Selon les règles actuelles, entre 2021 et 2030, l'industrie de l'UE recevra environ 6,5 milliards de quotas d'émission alloués gratuitement - évalués à près de 200 milliards d'euros (avec un prix moyen de la tonne de CO2 autour de 30 €). "Cela représente un manque à gagner qui pourrait plutôt être généré par la mise aux enchères et être recyclé vers des mesures d'action climatique plus que nécessaires."

La principale demande de Carbon Market Watch est de se débarrasser des allocations gratuites. "Faites-en un outil plus ambitieux et assurez-vous que le pollueur paie", déclare Stoefs. "Faites en sorte que le plafond diminue plus rapidement chaque année".

Ils demandent également que le secteur maritime soit mis à contribution, au lieu des voitures et des bâtiments.
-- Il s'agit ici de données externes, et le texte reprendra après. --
//! Tests for recalculation passes over compiled forms.
mod common;
use common::*;
use katachi::prelude::*;

fn order_values(price: f64, quantity: f64, country: &str) -> ahash::AHashMap<FieldId, FieldValue> {
    snapshot([
        (PRICE, FieldValue::Number(price)),
        (QUANTITY, FieldValue::Number(quantity)),
        (TAX_RATE, FieldValue::Number(10.0)),
        (COUNTRY, FieldValue::from(country)),
    ])
}

#[test]
fn test_chained_calculation() {
    let evaluator = order_evaluator();
    let pass = evaluator.recalculate(&order_values(10.0, 3.0, "US"));

    assert_eq!(pass.value("subtotal"), Some(&FieldValue::Number(30.0)));
    assert_eq!(pass.value("total"), Some(&FieldValue::Number(33.0)));
    assert_eq!(pass.snapshot.get(&SUBTOTAL), Some(&FieldValue::from("30.00")));
    assert_eq!(pass.snapshot.get(&TOTAL), Some(&FieldValue::from("$33.00")));
    assert_eq!(
        pass.formula_results.get(&TOTAL),
        Some(&FormulaResult {
            raw: Some(33.0),
            formatted: "$33.00".to_string()
        })
    );
    assert!(pass.diagnostics.is_empty());
}

#[test]
fn test_recalculation_is_deterministic() {
    let evaluator = order_evaluator();
    let values = order_values(1000.0, 3.0, "US");

    let first = evaluator.recalculate(&values);
    let second = evaluator.recalculate(&values);
    assert_eq!(first.snapshot, second.snapshot);
    assert_eq!(first.by_name, second.by_name);
    assert_eq!(first.visible, second.visible);
    assert_eq!(first.rules, second.rules);
    assert_eq!(first.snapshot.get(&TOTAL), Some(&FieldValue::from("$3,300.00")));
}

#[test]
fn test_conditions_see_fresh_calculated_values() {
    let evaluator = order_evaluator();

    let small = evaluator.recalculate(&order_values(10.0, 3.0, "US"));
    assert!(!small.is_visible(VIP_NOTE));

    let large = evaluator.recalculate(&order_values(50.0, 3.0, "US"));
    assert_eq!(large.snapshot.get(&TOTAL), Some(&FieldValue::from("$165.00")));
    assert!(large.is_visible(VIP_NOTE));
}

#[test]
fn test_hidden_fields_have_no_rules() {
    let evaluator = order_evaluator();
    let pass = evaluator.recalculate(&order_values(10.0, 3.0, "DE"));

    assert!(!pass.is_visible(STATE));
    assert!(pass.rules_for(STATE).is_none());

    // Required but hidden.
    let form = FormDefinition::new(vec![
        FieldDefinition::new(1, "toggle", FieldType::Switch),
        FieldDefinition::new(2, "details", FieldType::Text)
            .required()
            .with_logic(ConditionalLogicSpec::show_when(
                MatchPolicy::All,
                vec![Condition::new(1, "equals", true)],
            )),
    ]);
    let evaluator = Evaluator::new(compile(form));
    let off = evaluator.recalculate(&snapshot([(1, FieldValue::Bool(false))]));
    assert!(!off.is_visible(2));
    assert!(off.rules_for(2).is_none());

    let on = evaluator.recalculate(&snapshot([(1, FieldValue::Bool(true))]));
    assert_eq!(on.rules_for(2), Some(&["required".to_string(), "string".to_string()][..]));
}

#[test]
fn test_conditional_validation_is_additive() {
    let evaluator = order_evaluator();
    let pass = evaluator.recalculate(&order_values(10.0, 3.0, "US"));

    assert!(pass.is_visible(STATE));
    let rules = pass.rules_for(STATE).unwrap();
    assert!(rules.contains(&"string".to_string()));
    assert!(rules.contains(&"required".to_string()));
    assert_eq!(rules, ["string".to_string(), "required".to_string()]);
}

#[test]
fn test_rules_are_deduplicated() {
    let form = FormDefinition::new(vec![
        FieldDefinition::new(1, "email", FieldType::Email)
            .required()
            .with_logic(ConditionalLogicSpec::default().with_validation(ConditionalValidation {
                rule: "required".to_string(),
                policy: MatchPolicy::All,
                conditions: vec![Condition::new(1, "is_empty", FieldValue::Null)],
            })),
    ]);
    let pass = Evaluator::new(compile(form)).recalculate(&snapshot([]));
    assert_eq!(
        pass.rules_for(1),
        Some(&["required".to_string(), "string".to_string(), "email".to_string()][..])
    );
}

#[test]
fn test_base_rules_per_type() {
    let form = FormDefinition::new(vec![
        FieldDefinition::new(1, "price", FieldType::Number)
            .required()
            .with_options(FieldOptions::Numeric {
                min: Some(0.0),
                max: Some(99.5),
                step: None,
            }),
        FieldDefinition::new(2, "tags", FieldType::CheckboxList)
            .required()
            .with_options(FieldOptions::Choices {
                choices: vec!["a".to_string(), "b".to_string()],
                multiple: true,
            }),
        FieldDefinition::new(3, "terms", FieldType::Checkbox).required(),
        FieldDefinition::new(4, "newsletter", FieldType::Switch),
        FieldDefinition::new(5, "size", FieldType::Select).with_options(FieldOptions::Choices {
            choices: vec!["S".to_string(), "M".to_string()],
            multiple: false,
        }),
        FieldDefinition::new(6, "bio", FieldType::Textarea).with_options(FieldOptions::Text {
            min_length: Some(10),
            max_length: None,
        }),
        FieldDefinition::new(7, "starts", FieldType::Time),
    ]);
    let pass = Evaluator::new(compile(form)).recalculate(&snapshot([]));

    let rules = |id: FieldId| pass.rules_for(id).unwrap().join("|");
    assert_eq!(rules(1), "required|numeric|min:0|max:99.5");
    assert_eq!(rules(2), "required|array|min:1|in:a,b");
    assert_eq!(rules(3), "accepted");
    assert_eq!(rules(4), "boolean");
    assert_eq!(rules(5), "in:S,M");
    assert_eq!(rules(6), "string|min:10");
    assert_eq!(rules(7), "date_format:H:i");
}

#[test]
fn test_failed_formula_keeps_previous_display_value() {
    let form = FormDefinition::new(vec![
        FieldDefinition::new(1, "amount", FieldType::Number),
        FieldDefinition::new(2, "parts", FieldType::Number),
        FieldDefinition::calculated(3, "share", "{amount} / {parts}"),
        FieldDefinition::calculated(4, "doubled", "{share} * 2"),
    ]);
    let evaluator = Evaluator::new(compile(form));
    let pass = evaluator.recalculate(&snapshot([
        (1, FieldValue::Number(10.0)),
        (2, FieldValue::Number(0.0)),
        (3, FieldValue::from("5.00")),
    ]));

    assert_eq!(
        pass.formula_results.get(&3),
        Some(&FormulaResult {
            raw: None,
            formatted: "5.00".to_string()
        })
    );
    assert_eq!(pass.snapshot.get(&3), Some(&FieldValue::from("5.00")));
    // The previous value, reduced to a number, still feeds later formulas.
    assert_eq!(pass.value("share"), Some(&FieldValue::Number(5.0)));
    assert_eq!(pass.snapshot.get(&4), Some(&FieldValue::from("10.00")));
    assert_eq!(
        pass.diagnostics,
        vec![Diagnostic::FormulaFailed {
            field: "share".to_string(),
            error: FormulaError::DivisionByZero,
        }]
    );
}

#[test]
fn test_cycle_members_read_seed_values() {
    let form = FormDefinition::new(vec![
        FieldDefinition::calculated(1, "a", "{b} + 1"),
        FieldDefinition::calculated(2, "b", "{a} + 1"),
    ]);
    let evaluator = Evaluator::new(compile(form));

    let fresh = evaluator.recalculate(&snapshot([]));
    assert_eq!(fresh.value("a"), Some(&FieldValue::Number(1.0)));
    assert_eq!(fresh.value("b"), Some(&FieldValue::Number(2.0)));

    // `a` is forced first and reads the previous display value of `b`.
    let again = evaluator.recalculate(&fresh.snapshot);
    assert_eq!(again.value("a"), Some(&FieldValue::Number(3.0)));
    assert_eq!(again.value("b"), Some(&FieldValue::Number(4.0)));
}

#[test]
fn test_field_reading_a_cycle_runs_after_it() {
    // `c` is declared first but is not part of the a/b cycle.
    let form = FormDefinition::new(vec![
        FieldDefinition::calculated(1, "c", "{a} + 1"),
        FieldDefinition::calculated(2, "a", "{b} + {x}"),
        FieldDefinition::calculated(3, "b", "{a}"),
        FieldDefinition::new(4, "x", FieldType::Number),
    ]);
    let evaluator = Evaluator::new(compile(form));
    assert_eq!(
        evaluator.compiled().diagnostics,
        vec![Diagnostic::DependencyCycle {
            fields: vec!["a".to_string(), "b".to_string()]
        }]
    );

    let pass = evaluator.recalculate(&snapshot([(4, FieldValue::Number(5.0))]));
    assert_eq!(pass.value("a"), Some(&FieldValue::Number(5.0)));
    assert_eq!(pass.value("b"), Some(&FieldValue::Number(5.0)));
    assert_eq!(pass.value("c"), Some(&FieldValue::Number(6.0)));
    assert_eq!(pass.snapshot.get(&1), Some(&FieldValue::from("6.00")));
}

#[test]
fn test_unparseable_formula_never_aborts_the_pass() {
    let form = FormDefinition::new(vec![
        FieldDefinition::new(1, "x", FieldType::Number),
        FieldDefinition::calculated(2, "bad", "{x} +* 2"),
        FieldDefinition::calculated(3, "good", "{x} + 2"),
    ]);
    let evaluator = Evaluator::new(compile(form));
    let pass = evaluator.recalculate(&snapshot([(1, FieldValue::Number(1.0))]));

    assert_eq!(pass.formula_results[&2].raw, None);
    assert_eq!(pass.formula_results[&2].formatted, "");
    assert_eq!(pass.value("bad"), Some(&FieldValue::Null));
    assert_eq!(pass.value("good"), Some(&FieldValue::Number(3.0)));
    // Reported once, at compile time.
    assert!(pass.diagnostics.is_empty());
    assert_eq!(evaluator.compiled().diagnostics.len(), 1);
}

#[test]
fn test_explain_visibility_and_rules() {
    let evaluator = order_evaluator();
    let pass = evaluator.recalculate(&order_values(10.0, 3.0, "US"));

    let reason = evaluator.explain(STATE, &pass).unwrap();
    assert_eq!(
        reason,
        "Visible: country (was \"US\") equals \"US\"\nRule 'required' applies: country (was \"US\") equals \"US\""
    );
    let vip = evaluator.explain(VIP_NOTE, &pass).unwrap();
    assert_eq!(vip, "Hidden: total (was 33) greater_than 100");

    assert!(evaluator.explain(PRICE, &pass).is_none());
    assert!(evaluator.explain(999, &pass).is_none());
}

struct StrictRules;

impl FieldTypeRegistry for StrictRules {
    fn base_rules(&self, field: &FieldDefinition) -> Vec<String> {
        vec![format!("type:{}", field.field_type.tag())]
    }
}

#[test]
fn test_custom_registry() {
    let evaluator = Evaluator::with_registry(compile(create_order_form()), Box::new(StrictRules));
    let pass = evaluator.recalculate(&order_values(10.0, 3.0, "US"));

    assert_eq!(pass.rules_for(PRICE), Some(&["type:number".to_string()][..]));
    assert_eq!(
        pass.rules_for(STATE),
        Some(&["type:text".to_string(), "required".to_string()][..])
    );
}

#[test]
fn test_one_shot_recalculate() {
    let form = create_order_form();
    let pass = recalculate(&form.fields, &order_values(10.0, 3.0, "US")).unwrap();
    assert_eq!(pass.snapshot.get(&TOTAL), Some(&FieldValue::from("$33.00")));
    assert!(pass.is_visible(STATE));

    let mut fields = form.fields;
    fields.push(FieldDefinition::new(PRICE, "again", FieldType::Text));
    assert!(matches!(
        recalculate(&fields, &snapshot([])),
        Err(DefinitionError::DuplicateId(PRICE))
    ));
}

#[test]
fn test_evaluator_is_shareable_across_threads() {
    fn assert_send_sync<T: Send + Sync>() {}
    assert_send_sync::<Evaluator>();
    assert_send_sync::<CompiledForm>();

    let evaluator = std::sync::Arc::new(order_evaluator());
    let handles: Vec<_> = (1..=4)
        .map(|quantity| {
            let evaluator = evaluator.clone();
            std::thread::spawn(move || {
                let pass = evaluator.recalculate(&order_values(10.0, quantity as f64, "US"));
                pass.formula_results[&SUBTOTAL].raw
            })
        })
        .collect();

    let results: Vec<_> = handles.into_iter().map(|h| h.join().unwrap()).collect();
    assert_eq!(results, vec![Some(10.0), Some(20.0), Some(30.0), Some(40.0)]);
}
La responsabilité ne devrait pas incomber aux citoyens et aux consommateurs, mais aux entreprises.

En fait, lorsqu'il s'agit des pollueurs, ce qui se passe avec le Traité sur la charte de l'énergie (ECT) va dans la direction opposée. "Il est clair que nous ne devrions pas donner à ces entreprises le pouvoir de décider d'une politique environnementale et c'est ce que fait le Traité sur la charte de l'énergie."

"L'UE devrait abandonner le ECT, il n'y a aucune logique derrière. Si vous avez construit une centrale à charbon il y a 10 ans, vous ne pouvez pas prétendre que vous ne saviez pas que le changement climatique était en cours.""Si tous ces lobbyistes qui travaillent à Bruxelles contre le SEQE concentraient leurs efforts pour que leurs entreprises réduisent leur pollution climatique, peut-être n'aurions-nous pas besoin de politique climatique du tout."